- **Assignment**
Look through the data below. Pick out the lines holding the string "struct".

- **Exercise materials**
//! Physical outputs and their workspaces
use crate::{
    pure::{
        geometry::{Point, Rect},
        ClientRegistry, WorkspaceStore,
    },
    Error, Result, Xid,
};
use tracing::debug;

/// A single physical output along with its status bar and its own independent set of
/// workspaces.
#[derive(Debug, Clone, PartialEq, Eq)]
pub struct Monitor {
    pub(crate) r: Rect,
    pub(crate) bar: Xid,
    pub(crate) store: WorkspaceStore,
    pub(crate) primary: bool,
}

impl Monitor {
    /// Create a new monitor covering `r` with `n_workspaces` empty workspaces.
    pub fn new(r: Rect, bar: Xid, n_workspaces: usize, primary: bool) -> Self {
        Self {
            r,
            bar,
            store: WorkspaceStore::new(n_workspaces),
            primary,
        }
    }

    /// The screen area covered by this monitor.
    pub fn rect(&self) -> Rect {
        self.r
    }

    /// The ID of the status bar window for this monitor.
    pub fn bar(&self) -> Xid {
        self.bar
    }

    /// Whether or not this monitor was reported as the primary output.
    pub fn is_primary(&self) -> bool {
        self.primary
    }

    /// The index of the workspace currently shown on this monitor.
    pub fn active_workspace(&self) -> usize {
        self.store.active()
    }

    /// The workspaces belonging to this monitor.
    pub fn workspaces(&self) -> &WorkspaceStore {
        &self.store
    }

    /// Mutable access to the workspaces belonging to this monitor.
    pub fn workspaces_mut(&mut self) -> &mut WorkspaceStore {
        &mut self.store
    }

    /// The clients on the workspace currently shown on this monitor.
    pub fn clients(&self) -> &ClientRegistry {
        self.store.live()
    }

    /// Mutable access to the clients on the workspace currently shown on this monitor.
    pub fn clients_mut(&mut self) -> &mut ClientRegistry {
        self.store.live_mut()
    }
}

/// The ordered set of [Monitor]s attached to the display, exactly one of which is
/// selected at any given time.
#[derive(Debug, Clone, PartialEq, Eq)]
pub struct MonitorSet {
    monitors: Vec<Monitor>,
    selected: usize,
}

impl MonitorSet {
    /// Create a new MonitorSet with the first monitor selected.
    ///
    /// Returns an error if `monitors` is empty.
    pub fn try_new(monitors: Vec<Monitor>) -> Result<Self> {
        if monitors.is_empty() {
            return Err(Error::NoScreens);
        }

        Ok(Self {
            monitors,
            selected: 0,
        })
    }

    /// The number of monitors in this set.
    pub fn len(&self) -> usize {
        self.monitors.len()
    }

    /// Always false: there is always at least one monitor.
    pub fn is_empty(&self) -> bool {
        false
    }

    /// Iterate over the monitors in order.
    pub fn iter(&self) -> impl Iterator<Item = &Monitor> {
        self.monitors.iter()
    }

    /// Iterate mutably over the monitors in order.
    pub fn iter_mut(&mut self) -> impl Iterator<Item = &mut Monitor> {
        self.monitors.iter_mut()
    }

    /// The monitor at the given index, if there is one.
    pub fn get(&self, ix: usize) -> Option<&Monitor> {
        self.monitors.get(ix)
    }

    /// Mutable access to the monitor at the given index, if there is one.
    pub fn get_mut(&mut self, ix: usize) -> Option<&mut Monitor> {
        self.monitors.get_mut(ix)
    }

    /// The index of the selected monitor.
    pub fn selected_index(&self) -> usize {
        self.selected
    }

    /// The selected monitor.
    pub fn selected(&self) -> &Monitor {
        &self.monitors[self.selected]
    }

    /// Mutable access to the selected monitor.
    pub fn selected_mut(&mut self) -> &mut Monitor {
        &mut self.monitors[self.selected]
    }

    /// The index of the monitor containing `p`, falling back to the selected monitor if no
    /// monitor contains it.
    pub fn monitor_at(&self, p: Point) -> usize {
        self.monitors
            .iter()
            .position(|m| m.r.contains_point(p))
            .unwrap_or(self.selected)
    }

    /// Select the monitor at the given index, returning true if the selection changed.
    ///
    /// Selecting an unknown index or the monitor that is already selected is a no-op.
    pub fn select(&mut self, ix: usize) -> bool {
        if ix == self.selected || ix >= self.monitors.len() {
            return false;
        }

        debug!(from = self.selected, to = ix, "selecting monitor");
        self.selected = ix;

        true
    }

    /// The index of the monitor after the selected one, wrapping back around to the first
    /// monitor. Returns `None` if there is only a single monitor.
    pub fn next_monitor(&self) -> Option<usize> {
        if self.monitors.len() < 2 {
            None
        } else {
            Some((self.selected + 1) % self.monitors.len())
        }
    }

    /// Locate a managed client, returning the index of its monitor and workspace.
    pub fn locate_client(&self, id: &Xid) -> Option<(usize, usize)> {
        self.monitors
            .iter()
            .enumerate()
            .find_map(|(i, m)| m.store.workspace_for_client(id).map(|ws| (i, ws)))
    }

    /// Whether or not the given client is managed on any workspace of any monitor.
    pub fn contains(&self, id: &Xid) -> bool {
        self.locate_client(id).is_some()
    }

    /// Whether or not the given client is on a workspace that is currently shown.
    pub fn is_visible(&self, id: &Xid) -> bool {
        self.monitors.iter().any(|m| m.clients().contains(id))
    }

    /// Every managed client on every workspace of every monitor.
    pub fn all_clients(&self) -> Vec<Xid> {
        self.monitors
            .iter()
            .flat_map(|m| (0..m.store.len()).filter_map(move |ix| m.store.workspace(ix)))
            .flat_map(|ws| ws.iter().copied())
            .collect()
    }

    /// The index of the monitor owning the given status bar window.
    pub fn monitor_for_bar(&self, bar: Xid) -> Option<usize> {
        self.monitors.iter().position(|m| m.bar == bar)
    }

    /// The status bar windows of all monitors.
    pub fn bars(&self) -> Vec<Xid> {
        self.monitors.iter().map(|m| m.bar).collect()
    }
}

- **Answer section**
pub struct Monitor {
pub struct MonitorSet {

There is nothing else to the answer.